Stephanes: País vendeu carne não-rastreada
O ministro da Agricultura, Reinhold Stephanes, disparou “fogo amigo” ontem ao criticar os exportadores brasileiros de carne, insinuando que eles têm parcela de culpa no embargo europeu. Falando à Comissão de Agricultura do Senado, o ministro admitiu que o Brasil chegou a exportar carne bovina não-rastreada para a União Européia, antes de as novas regras do bloco entrarem em vigor, no dia 1º deste mês.
O ministro foi só farpas em direção às empresas certificadoras, dizendo que a situação delas “é um escândalo”. Para alguns parlamentares, o ministro foi imprudente e deu um tiro no pé em meio à negociação em Bruxelas. “Os frigoríficos exportadores venderam animais rastreados e não-rastreados à União Européia”, disse.

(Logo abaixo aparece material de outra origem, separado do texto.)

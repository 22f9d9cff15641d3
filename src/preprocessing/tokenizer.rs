use std::collections::{HashMap, HashSet};
use std::sync::LazyLock;

use regex::Regex;

/// Words of two or more Unicode word characters.
static TOKEN_PATTERN: LazyLock<Regex> =
    LazyLock::new(|| Regex::new(r"\b\w\w+\b").expect("token pattern is valid"));

pub fn tokenize(text: &str) -> Vec<String> {
    let lowercased = text.to_lowercase();
    TOKEN_PATTERN
        .find_iter(&lowercased)
        .map(|m| m.as_str().to_string())
        .collect()
}

/// Unigrams followed by bigrams (adjacent tokens joined by a single space).
pub fn ngrams(text: &str) -> Vec<String> {
    let tokens = tokenize(text);
    let bigrams: Vec<String> = tokens
        .windows(2)
        .map(|pair| format!("{} {}", pair[0], pair[1]))
        .collect();

    let mut terms = tokens;
    terms.extend(bigrams);
    terms
}

/// Builds the term -> column index dictionary.
///
/// Keeps the `max_features` terms with the highest document frequency (ties broken
/// alphabetically), then indexes the survivors in lexicographic order.
pub fn build_vocabulary<'a, I>(texts: I, max_features: usize) -> HashMap<String, usize>
where
    I: IntoIterator<Item = &'a str>,
{
    let mut document_frequency: HashMap<String, usize> = HashMap::new();

    for text in texts {
        let unique: HashSet<String> = ngrams(text).into_iter().collect();
        for term in unique {
            *document_frequency.entry(term).or_insert(0) += 1;
        }
    }

    let mut ranked: Vec<(String, usize)> = document_frequency.into_iter().collect();
    ranked.sort_by(|a, b| b.1.cmp(&a.1).then_with(|| a.0.cmp(&b.0)));
    ranked.truncate(max_features);

    let mut term_list: Vec<String> = ranked.into_iter().map(|(term, _)| term).collect();
    term_list.sort();
    term_list
        .into_iter()
        .enumerate()
        .map(|(i, term)| (term, i))
        .collect()
}
//! Per-restaurant signals derived from review text.
//!
//! Scorers are pluggable: anything implementing [`TextScorer`] can stand in for the
//! built-in lexicon scorers, e.g. a wrapper around an external sentiment model.

mod price;
mod sentiment;

pub use price::PriceKeywords;
pub use sentiment::LexiconSentiment;

use log::warn;
use thiserror::Error;

/// Score used when a text carries no signal or scoring failed.
pub const NEUTRAL_SCORE: f64 = 0.5;

#[derive(Debug, Error)]
pub enum ScoreError {
    #[error("scorer unavailable: {0}")]
    Unavailable(String),

    #[error("scorer failed: {0}")]
    Failed(String),
}

/// Maps text to a score in `[0, 1]`.
pub trait TextScorer: Send + Sync {
    fn name(&self) -> &str;

    fn score(&self, text: &str) -> Result<f64, ScoreError>;
}

/// Runs a scorer, recovering every failure with [`NEUTRAL_SCORE`].
///
/// Empty text is neutral without consulting the scorer, and successful results are
/// clamped into `[0, 1]`.
pub fn score_or_neutral(scorer: &dyn TextScorer, text: &str) -> f64 {
    if text.trim().is_empty() {
        return NEUTRAL_SCORE;
    }
    match scorer.score(text) {
        Ok(score) if score.is_finite() => score.clamp(0.0, 1.0),
        Ok(score) => {
            warn!("{} scorer returned {}, using neutral score", scorer.name(), score);
            NEUTRAL_SCORE
        }
        Err(e) => {
            warn!("{} scorer failed ({}), using neutral score", scorer.name(), e);
            NEUTRAL_SCORE
        }
    }
}

/// Counts occurrences of every phrase in `text`, which must already be lowercased.
pub(crate) fn count_phrases(text: &str, phrases: &[String]) -> usize {
    phrases
        .iter()
        .filter(|phrase| !phrase.is_empty())
        .map(|phrase| text.matches(phrase.as_str()).count())
        .sum()
}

Stephanes afirmou que o governo brasileiro apresentará hoje, em Bruxelas, uma relação com 600 propriedades aptas a vender o produto para a União Européia. Todas elas, assegurou, auditadas pelos fiscais de seu ministério. Ele conclamou os frigoríficos exportadores a liderarem o processo de rastreabilidade dos rebanhos. “Se os frigoríficos não liderarem o processo de rastreabilidade, ele não acontece. É preciso fidelizar clientes, ou seja, fornecedores e pagar um adicional”, afirmou o ministro.
Segundo o ministro, as certificadoras nunca foram auditadas e uma inspeção feita recentemente pelo ministério eliminou 20 empresas de uma lista de 71 reconhecidas pelo Ministério da Agricultura. Mas Stephanes não mudou o foco principal: para ele, o embargo da UE é um exagero e o bloco está movido por interesses comerciais, não sanitários.
REAÇÃO — O presidente da Associação Brasileira da Indústria Exportadora de Carne (Abiec), Marcus Vinicius Pratini de Moraes, reagiu duramente à declaração do ministro Reinhold Stephanes: “O governo deu um tiro no pé ao dar uma declaração como essa. O próprio Ministério da Agricultura está se dobrando ao embargo europeu”.
“Mas convém chamar o governo aos seus próprios serviços.
Acho bom que o ministro reconheça as deficiências do processo de rastreabilidade, mas cabe ao governo também cuidar das questões diplomáticas”, disse Pratini de Moraes.